[MATERIAL FOR THIS EXERCISE Boundary: Start]

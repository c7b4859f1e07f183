//! `expr`, `div` and `float_div`

use super::numfmt::{format_float, shortest};
use super::{parse_number, CallArgs, FunctionError};

/// `{{#expr: a op b }}` with `+ - * /`
pub fn expr(args: &CallArgs<'_, '_>) -> Result<String, FunctionError> {
    let expression = args
        .eval_non_empty(0)
        .ok_or(FunctionError::MissingArgument(1))?;
    evaluate(&expression).map(shortest)
}

/// `{{#div: number | divisor }}`, truncating toward zero
pub fn div(args: &CallArgs<'_, '_>) -> Result<String, FunctionError> {
    let number = args.number(0)?;
    let divisor = args.number(1)?;
    if divisor == 0.0 {
        return Err(FunctionError::DivisionByZero);
    }
    Ok(((number / divisor).trunc() as i64).to_string())
}

/// `{{#float_div: number | divisor | format }}`
pub fn float_div(args: &CallArgs<'_, '_>) -> Result<String, FunctionError> {
    let number = args.number(0)?;
    let divisor = args.number(1)?;
    if divisor == 0.0 {
        return Err(FunctionError::DivisionByZero);
    }
    let quotient = number / divisor;
    match args.eval_non_empty(2) {
        Some(format) => format_float(quotient, format.trim()),
        None => Ok(shortest(quotient)),
    }
}

fn evaluate(expression: &str) -> Result<f64, FunctionError> {
    let expression = expression.trim();
    let Some((left, op, right)) = split_operator(expression) else {
        // A lone number is its own value
        return parse_number(expression)
            .map_err(|_| FunctionError::InvalidExpression(expression.to_string()));
    };
    let left = parse_number(left)?;
    let right = parse_number(right)?;
    match op {
        '+' => Ok(left + right),
        '-' => Ok(left - right),
        '*' => Ok(left * right),
        '/' if right == 0.0 => Err(FunctionError::DivisionByZero),
        '/' => Ok(left / right),
        _ => Err(FunctionError::InvalidExpression(expression.to_string())),
    }
}

/// Find the binary operator: the first `+ - * /` that follows an operand
///
/// A sign right after another operator, at the start, or after an exponent
/// marker belongs to the number.
fn split_operator(expression: &str) -> Option<(&str, char, &str)> {
    let mut previous: Option<char> = None;
    for (i, c) in expression.char_indices() {
        if "+-*/".contains(c) {
            if let Some(p) = previous {
                if p.is_ascii_digit() || p == '.' {
                    return Some((&expression[..i], c, &expression[i + 1..]));
                }
            }
        }
        if !c.is_whitespace() {
            previous = Some(c);
        }
    }
    None
}

#[cfg(test)]
mod tests {
    use super::*;

    #[test]
    fn test_evaluate_operators() {
        assert_eq!(evaluate("35 * 2"), Ok(70.0));
        assert_eq!(evaluate("10 / 4"), Ok(2.5));
        assert_eq!(evaluate("3 - -2"), Ok(5.0));
        assert_eq!(evaluate("-3 + 1"), Ok(-2.0));
        assert_eq!(evaluate("1e2 + 1"), Ok(101.0));
        assert_eq!(evaluate("42"), Ok(42.0));
    }

    #[test]
    fn test_evaluate_errors() {
        assert_eq!(evaluate("1 / 0"), Err(FunctionError::DivisionByZero));
        assert_eq!(
            evaluate("a + 1"),
            Err(FunctionError::InvalidExpression("a + 1".into()))
        );
        assert_eq!(
            evaluate("2 + x"),
            Err(FunctionError::NotANumber("x".into()))
        );
    }
}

[MATERIAL FOR THIS EXERCISE Boundary: End]

◆ **YOUR ASSIGNMENT**
If a line of the records above holds the word "Result", show it.

◆ **EXPECTED ANSWER**
pub fn expr(args: &CallArgs<'_, '_>) -> Result<String, FunctionError> {
pub fn div(args: &CallArgs<'_, '_>) -> Result<String, FunctionError> {
pub fn float_div(args: &CallArgs<'_, '_>) -> Result<String, FunctionError> {
fn evaluate(expression: &str) -> Result<f64, FunctionError> {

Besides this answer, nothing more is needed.